*AVAILABLE DATA*.

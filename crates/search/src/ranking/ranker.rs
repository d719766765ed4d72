//! Affinity scoring and final ordering
//!
//! Liked items (affinity > 0) always precede unliked ones. Liked items are
//! ordered by descending affinity, unliked items by descending popularity.
//! Both sorts are stable: ties keep their input order.

use super::{AffinityWeights, Candidate, ScoredResult};
use crate::social::{DistanceBands, ItemId, LikeRelation, PersonId};
use friendly_common::errors::{AppError, Result};
use friendly_common::MissingPersonPolicy;
use std::cmp::Ordering;
use std::collections::HashSet;
use tracing::debug;

/// Rank with the default weights, failing on undefined people
pub fn rank(
    candidates: &[Candidate],
    bands: &DistanceBands,
    likes: &LikeRelation,
    current_user: &str,
) -> Result<Vec<ScoredResult>> {
    RelevanceRanker::default().rank(candidates, bands, likes, current_user)
}

/// Scores candidates against a user's friendship bands
#[derive(Debug, Clone, Default)]
pub struct RelevanceRanker {
    weights: AffinityWeights,
    policy: MissingPersonPolicy,
}

/// Like-set of one band member; `None` stands for a missing person treated as empty
type ResolvedBand<'a> = Vec<(&'a PersonId, Option<&'a HashSet<ItemId>>)>;

impl RelevanceRanker {
    pub fn new(weights: AffinityWeights, policy: MissingPersonPolicy) -> Self {
        Self { weights, policy }
    }

    pub fn weights(&self) -> &AffinityWeights {
        &self.weights
    }

    pub fn policy(&self) -> MissingPersonPolicy {
        self.policy
    }

    /// Score every candidate and return liked items, then unliked items
    ///
    /// Every like-set is resolved before scoring, so an undefined user or
    /// band member fails the call even when `candidates` is empty. Bands
    /// deeper than the weight table do not contribute.
    pub fn rank(
        &self,
        candidates: &[Candidate],
        bands: &DistanceBands,
        likes: &LikeRelation,
        current_user: &str,
    ) -> Result<Vec<ScoredResult>> {
        let own_likes = self.like_set(likes, current_user)?;

        let resolved = bands
            .iter()
            .take(self.weights.depth())
            .map(|(_, band)| {
                band.iter()
                    .map(|person| self.like_set(likes, person).map(|set| (person, set)))
                    .collect::<Result<ResolvedBand<'_>>>()
            })
            .collect::<Result<Vec<_>>>()?;

        let (mut liked, mut unliked): (Vec<_>, Vec<_>) = candidates
            .iter()
            .map(|candidate| self.score(candidate, own_likes, &resolved))
            .partition(ScoredResult::is_liked);

        liked.sort_by(|a, b| descending(a.affinity, b.affinity));
        unliked.sort_by(|a, b| descending(a.popularity, b.popularity));

        debug!(
            user = %current_user,
            liked = liked.len(),
            unliked = unliked.len(),
            "Ranked candidates"
        );

        liked.extend(unliked);
        Ok(liked)
    }

    fn score(
        &self,
        candidate: &Candidate,
        own_likes: Option<&HashSet<ItemId>>,
        resolved: &[ResolvedBand<'_>],
    ) -> ScoredResult {
        let id = candidate.id.as_str();

        let mut affinity = if own_likes.is_some_and(|set| set.contains(id)) {
            self.weights.self_weight()
        } else {
            0.0
        };
        let mut liked_by = Vec::new();

        for (level, (band, weight)) in resolved.iter().zip(self.weights.degree_weights()).enumerate() {
            let mut likers = 0usize;
            for (person, set) in band {
                if set.is_some_and(|s| s.contains(id)) {
                    likers += 1;
                    if level == 0 {
                        liked_by.push((*person).clone());
                    }
                }
            }
            affinity += weight * likers as f64;
        }

        ScoredResult {
            title: candidate.title.clone(),
            id: candidate.id.clone(),
            popularity: candidate.popularity,
            affinity,
            liked_by,
        }
    }

    fn like_set<'a>(&self, likes: &'a LikeRelation, person: &str) -> Result<Option<&'a HashSet<ItemId>>> {
        match (likes.likes_of(person), self.policy) {
            (Some(set), _) => Ok(Some(set)),
            (None, MissingPersonPolicy::TreatAsEmpty) => Ok(None),
            (None, MissingPersonPolicy::FailFast) => Err(AppError::unknown_liker(person)),
        }
    }
}

/// Descending total order for scores; NaN sorts ahead of every number
fn descending(a: f64, b: f64) -> Ordering {
    b.total_cmp(&a)
}

#[cfg(test)]
mod tests {
    use super::*;
    use crate::social::{expand, sample_snapshot, FriendshipGraph};

    fn graph(edges: &[(&str, &[&str])]) -> FriendshipGraph {
        edges.iter().map(|(p, fs)| (*p, fs.iter().copied())).collect()
    }

    fn likes(entries: &[(&str, &[&str])]) -> LikeRelation {
        entries.iter().map(|(p, items)| (*p, items.iter().copied())).collect()
    }

    fn ids(results: &[ScoredResult]) -> Vec<&str> {
        results.iter().map(|r| r.id.as_str()).collect()
    }

    #[test]
    fn test_small_network_example() {
        let g = graph(&[("A", &["B"]), ("B", &["A", "C"]), ("C", &["B"])]);
        let l = likes(&[("A", &["x"]), ("B", &[]), ("C", &["x"])]);
        let bands = expand(&g, "A").unwrap();

        let results = rank(&[Candidate::new("X", "x", 3.0)], &bands, &l, "A").unwrap();

        // 2 for A's own like, 0.5 for C at degree 2
        assert_eq!(
            results,
            vec![ScoredResult {
                title: "X".into(),
                id: "x".into(),
                popularity: 3.0,
                affinity: 2.5,
                liked_by: vec![],
            }]
        );
    }

    #[test]
    fn test_empty_candidates() {
        let g = graph(&[("A", &[])]);
        let l = likes(&[("A", &[])]);
        let bands = expand(&g, "A").unwrap();

        assert!(rank(&[], &bands, &l, "A").unwrap().is_empty());
    }

    #[test]
    fn test_no_friends_orders_by_popularity() {
        let g = graph(&[("A", &[])]);
        let l = likes(&[("A", &[])]);
        let bands = expand(&g, "A").unwrap();
        let candidates = vec![
            Candidate::new("Low", "low", 1.0),
            Candidate::new("High", "high", 4.5),
            Candidate::new("Mid", "mid", 2.5),
        ];

        let results = rank(&candidates, &bands, &l, "A").unwrap();

        assert_eq!(ids(&results), vec!["high", "mid", "low"]);
        assert!(results.iter().all(|r| r.affinity == 0.0 && r.liked_by.is_empty()));
    }

    #[test]
    fn test_liked_items_outrank_popular_ones() {
        let g = graph(&[("A", &["B"]), ("B", &["C"]), ("C", &["D"]), ("D", &["E"]), ("E", &["F"])]);
        let l = likes(&[
            ("A", &[]),
            ("B", &[]),
            ("C", &[]),
            ("D", &[]),
            ("E", &[]),
            ("F", &["obscure"]),
        ]);
        let bands = expand(&g, "A").unwrap();
        let candidates = vec![
            Candidate::new("Blockbuster", "hit", 5.0),
            Candidate::new("Obscure", "obscure", 0.1),
        ];

        let results = rank(&candidates, &bands, &l, "A").unwrap();

        assert_eq!(ids(&results), vec!["obscure", "hit"]);
        assert_eq!(results[0].affinity, 0.0625);
        assert_eq!(results[1].affinity, 0.0);
    }

    #[test]
    fn test_liked_by_lists_first_degree_only_in_band_order() {
        let g = graph(&[("A", &["C", "B", "D"]), ("B", &["E"]), ("C", &[]), ("D", &[]), ("E", &[])]);
        let l = likes(&[
            ("A", &[]),
            ("B", &["x"]),
            ("C", &["x"]),
            ("D", &[]),
            ("E", &["x"]),
        ]);
        let bands = expand(&g, "A").unwrap();

        let results = rank(&[Candidate::new("X", "x", 1.0)], &bands, &l, "A").unwrap();

        assert_eq!(results[0].liked_by, vec!["C", "B"]);
        assert_eq!(results[0].affinity, 2.5);
    }

    #[test]
    fn test_each_degree_adds_its_weight() {
        // A -> B1 -> B2 -> B3 -> B4 -> B5, one new liker at a time
        let g = graph(&[
            ("A", &["B1"]),
            ("B1", &["B2"]),
            ("B2", &["B3"]),
            ("B3", &["B4"]),
            ("B4", &["B5"]),
        ]);
        let bands = expand(&g, "A").unwrap();
        let people = ["A", "B1", "B2", "B3", "B4", "B5"];
        let expected_steps = [2.0, 1.0, 0.5, 0.25, 0.125, 0.0625];
        let candidates = [Candidate::new("X", "x", 1.0)];

        let mut l: LikeRelation = people.iter().map(|p| (*p, Vec::<&str>::new())).collect();
        let mut previous = rank(&candidates, &bands, &l, "A").unwrap()[0].affinity;
        assert_eq!(previous, 0.0);

        for (person, step) in people.iter().zip(expected_steps) {
            l.add_like(*person, "x");
            let current = rank(&candidates, &bands, &l, "A").unwrap()[0].affinity;
            assert_eq!(current - previous, step, "liker {}", person);
            previous = current;
        }
        assert_eq!(previous, 3.9375);
    }

    #[test]
    fn test_ties_keep_input_order() {
        let g = graph(&[("A", &["B"]), ("B", &[])]);
        let l = likes(&[("A", &[]), ("B", &["l1", "l2"])]);
        let bands = expand(&g, "A").unwrap();
        let candidates = vec![
            Candidate::new("U1", "u1", 3.0),
            Candidate::new("L1", "l1", 1.0),
            Candidate::new("U2", "u2", 3.0),
            Candidate::new("L2", "l2", 5.0),
        ];

        let results = rank(&candidates, &bands, &l, "A").unwrap();

        assert_eq!(ids(&results), vec!["l1", "l2", "u1", "u2"]);
    }

    #[test]
    fn test_groups_are_sorted() {
        let snapshot = sample_snapshot();
        let bands = expand(&snapshot.friendships, "Laura").unwrap();
        let candidates: Vec<Candidate> = snapshot
            .catalog
            .iter()
            .filter_map(|raw| raw.clone().normalize(2.5))
            .collect();

        let results = rank(&candidates, &bands, &snapshot.likes, "Laura").unwrap();
        let split = results.iter().position(|r| !r.is_liked()).unwrap_or(results.len());

        assert!(results[..split].windows(2).all(|w| w[0].affinity >= w[1].affinity));
        assert!(results[split..].iter().all(|r| !r.is_liked()));
        assert!(results[split..].windows(2).all(|w| w[0].popularity >= w[1].popularity));
    }

    #[test]
    fn test_nan_popularity_keeps_unliked_order() {
        let g = graph(&[("A", &[])]);
        let l = likes(&[("A", &[])]);
        let bands = expand(&g, "A").unwrap();
        let candidates: Vec<Candidate> = (0..200)
            .map(|i| {
                let popularity = if i % 7 == 0 { f64::NAN } else { ((i * 37) % 101) as f64 / 10.0 };
                Candidate::new(format!("Item {}", i), format!("item-{}", i), popularity)
            })
            .collect();

        let results = rank(&candidates, &bands, &l, "A").unwrap();
        let numeric: Vec<f64> = results
            .iter()
            .map(|r| r.popularity)
            .filter(|p| !p.is_nan())
            .collect();

        assert_eq!(results.len(), 200);
        assert!(numeric.windows(2).all(|w| w[0] >= w[1]));
    }

    #[test]
    fn test_rank_is_idempotent() {
        let snapshot = sample_snapshot();
        let bands = expand(&snapshot.friendships, "Chuck").unwrap();
        let candidates: Vec<Candidate> = snapshot
            .catalog
            .iter()
            .filter_map(|raw| raw.clone().normalize(2.5))
            .collect();

        let first = rank(&candidates, &bands, &snapshot.likes, "Chuck").unwrap();
        let second = rank(&candidates, &bands, &snapshot.likes, "Chuck").unwrap();
        assert_eq!(first, second);
    }

    #[test]
    fn test_missing_user_likes_fails_fast() {
        let g = graph(&[("A", &[])]);
        let l = likes(&[]);
        let bands = expand(&g, "A").unwrap();

        let err = rank(&[], &bands, &l, "A").unwrap_err();
        assert!(matches!(err, AppError::PersonNotFound { ref id, relation } if id == "A" && relation == "likes"));
    }

    #[test]
    fn test_missing_band_member_likes_fails_fast() {
        let g = graph(&[("A", &["B"]), ("B", &[])]);
        let l = likes(&[("A", &[])]);
        let bands = expand(&g, "A").unwrap();

        let err = rank(&[Candidate::new("X", "x", 1.0)], &bands, &l, "A").unwrap_err();
        assert!(matches!(err, AppError::PersonNotFound { ref id, .. } if id == "B"));
    }

    #[test]
    fn test_missing_likes_treated_as_empty() {
        let g = graph(&[("A", &["B", "C"]), ("B", &[]), ("C", &[])]);
        let l = likes(&[("C", &["x"])]);
        let bands = expand(&g, "A").unwrap();
        let ranker = RelevanceRanker::new(AffinityWeights::default(), MissingPersonPolicy::TreatAsEmpty);

        let results = ranker
            .rank(&[Candidate::new("X", "x", 1.0)], &bands, &l, "A")
            .unwrap();

        assert_eq!(results[0].affinity, 1.0);
        assert_eq!(results[0].liked_by, vec!["C"]);
    }

    #[test]
    fn test_bands_beyond_weight_table_ignored() {
        let g = graph(&[("A", &["B"]), ("B", &["C"]), ("C", &[])]);
        let l = likes(&[("A", &[]), ("B", &[]), ("C", &["x"])]);
        let bands = expand(&g, "A").unwrap();
        let config = friendly_common::RankingConfig {
            max_depth: 1,
            ..Default::default()
        };
        let ranker = RelevanceRanker::new(AffinityWeights::from_config(&config), MissingPersonPolicy::FailFast);

        let results = ranker
            .rank(&[Candidate::new("X", "x", 1.0)], &bands, &l, "A")
            .unwrap();
        assert!(!results[0].is_liked());
    }
}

*WHAT YOU NEED TO DO*.
When the line containing "their input order." is reached, include it and stop. Until then, output each line of the entries exactly as given, starting from the first.

*EXERCISE RESPONSE*.
filename crates/search/src/ranking/ranker.rs
repository d719766765ed4d72
//! Affinity scoring and final ordering
//!
//! Liked items (affinity > 0) always precede unliked ones. Liked items are
//! ordered by descending affinity, unliked items by descending popularity.
//! Both sorts are stable: ties keep their input order.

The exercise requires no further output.